David, de "L'impossible blog ciné", connaît vraiment bien le cinéma coréen, mais n'a pas parlé de ce film. "L'oeil sur l'écran" l'a fait, lui !

jeudi 17 septembre 2015

Une jeune fille

Ce n'était pas prémédité: alors que Bosco Ntaganda, un Congolais âgé de 42 ans, s'apprêtait à répondre de crimes de guerre et de crimes contre l'humanité devant la Cour pénale internationale, j'ai découvert un long-métrage de fiction consacré aux enfants soldats: Rebelle. L'oeuvre étonnante d'un cinéaste québécois, Kim Nguyen, né en 1974.

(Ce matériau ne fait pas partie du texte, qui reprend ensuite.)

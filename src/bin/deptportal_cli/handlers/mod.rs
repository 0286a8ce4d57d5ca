#![deny(clippy::all, clippy::pedantic)]

pub mod applications;
pub mod auth;
pub mod blogs;
pub mod community;
pub mod content;
pub mod events;
pub mod records;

Rebelle est un peu le portrait d'une jeune fille, Komona. Le film commence à peine que son village est attaqué par une troupe d'hommes armés jusqu'aux dents. Sans en dire davantage sur la date ou le lieu, le long-métrage suggère simplement qu'il s'agit de soldats contestataires de l'autorité gouvernementale en place. Le scénario n'évoque réellement aucun contexte précis, renvoyant pour ainsi dire dos à dos les deux camps, également sanguinaires. C'est Komona elle-même qui sera le centre de gravité de cette éprouvante histoire. Arrachée à sa famille, réduite en esclavage et initiée au maniement du fusil d'assaut, la pré-adolescente n'aura en fait pas d'autre choix que de suivre ses bourreaux... ou mourir. Ce que j'ai trouvé remarquable dans la mise en scène, c'est le fait que les images, explicites, collent à cette réalité, sans tomber jamais dans le pathos ou la vulgarité esthétique. Tout nous montrer n'aurait servi à rien...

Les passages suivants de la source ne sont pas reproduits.